Task directions: An exact copy of all the data is the required output.

[Saved data entries]
------------------------
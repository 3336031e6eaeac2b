use shared::{Farmer, LoginRequest};
use wasm_bindgen_futures::spawn_local;
use yew::prelude::*;

use crate::services::api::ApiClient;
use crate::services::logging::Logger;

#[derive(Clone, PartialEq)]
pub struct UseSessionResult {
    pub farmer: Option<Farmer>,
    /// True until the stored session has been checked
    pub restoring: bool,
    pub error: Option<String>,
    pub login: Callback<LoginRequest>,
    pub logout: Callback<()>,
}

#[hook]
pub fn use_session(api_client: &ApiClient) -> UseSessionResult {
    let farmer = use_state(|| Option::<Farmer>::None);
    let restoring = use_state(|| true);
    let error = use_state(|| Option::<String>::None);

    // Restore the session once on startup
    {
        let api_client = api_client.clone();
        let farmer = farmer.clone();
        let restoring = restoring.clone();
        use_effect_with((), move |_| {
            spawn_local(async move {
                match api_client.get_session().await {
                    Ok(restored) => farmer.set(restored),
                    Err(e) => Logger::warn_with_component("use_session", &format!("Failed to restore session: {}", e)),
                }
                restoring.set(false);
            });
            || ()
        });
    }

    let login = {
        let api_client = api_client.clone();
        let farmer = farmer.clone();
        let error = error.clone();
        use_callback((), move |request: LoginRequest, _| {
            let api_client = api_client.clone();
            let farmer = farmer.clone();
            let error = error.clone();
            spawn_local(async move {
                match api_client.login(request).await {
                    Ok(logged_in) => {
                        error.set(None);
                        farmer.set(logged_in);
                    }
                    Err(e) => {
                        Logger::error_with_component("use_session", &format!("Login failed: {}", e));
                        error.set(Some(e));
                    }
                }
            });
        })
    };

    let logout = {
        let api_client = api_client.clone();
        let farmer = farmer.clone();
        use_callback((), move |_: (), _| {
            let api_client = api_client.clone();
            let farmer = farmer.clone();
            spawn_local(async move {
                if let Err(e) = api_client.logout().await {
                    Logger::error_with_component("use_session", &format!("Logout failed: {}", e));
                }
                farmer.set(None);
            });
        })
    };

    UseSessionResult {
        farmer: (*farmer).clone(),
        restoring: *restoring,
        error: (*error).clone(),
        login,
        logout,
    }
}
------------------------
Expected answer:
repository 3336031e6eaeac2b
use shared::{Farmer, LoginRequest};
use wasm_bindgen_futures::spawn_local;
use yew::prelude::*;

use crate::services::api::ApiClient;
use crate::services::logging::Logger;

#[derive(Clone, PartialEq)]
pub struct UseSessionResult {
    pub farmer: Option<Farmer>,
    /// True until the stored session has been checked
    pub restoring: bool,
    pub error: Option<String>,
    pub login: Callback<LoginRequest>,
    pub logout: Callback<()>,
}

#[hook]
pub fn use_session(api_client: &ApiClient) -> UseSessionResult {
    let farmer = use_state(|| Option::<Farmer>::None);
    let restoring = use_state(|| true);
    let error = use_state(|| Option::<String>::None);

    // Restore the session once on startup
    {
        let api_client = api_client.clone();
        let farmer = farmer.clone();
        let restoring = restoring.clone();
        use_effect_with((), move |_| {
            spawn_local(async move {
                match api_client.get_session().await {
                    Ok(restored) => farmer.set(restored),
                    Err(e) => Logger::warn_with_component("use_session", &format!("Failed to restore session: {}", e)),
                }
                restoring.set(false);
            });
            || ()
        });
    }

    let login = {
        let api_client = api_client.clone();
        let farmer = farmer.clone();
        let error = error.clone();
        use_callback((), move |request: LoginRequest, _| {
            let api_client = api_client.clone();
            let farmer = farmer.clone();
            let error = error.clone();
            spawn_local(async move {
                match api_client.login(request).await {
                    Ok(logged_in) => {
                        error.set(None);
                        farmer.set(logged_in);
                    }
                    Err(e) => {
                        Logger::error_with_component("use_session", &format!("Login failed: {}", e));
                        error.set(Some(e));
                    }
                }
            });
        })
    };

    let logout = {
        let api_client = api_client.clone();
        let farmer = farmer.clone();
        use_callback((), move |_: (), _| {
            let api_client = api_client.clone();
            let farmer = farmer.clone();
            spawn_local(async move {
                if let Err(e) = api_client.logout().await {
                    Logger::error_with_component("use_session", &format!("Logout failed: {}", e));
                }
                farmer.set(None);
            });
        })
    };

    UseSessionResult {
        farmer: (*farmer).clone(),
        restoring: *restoring,
        error: (*error).clone(),
        login,
        logout,
    }
}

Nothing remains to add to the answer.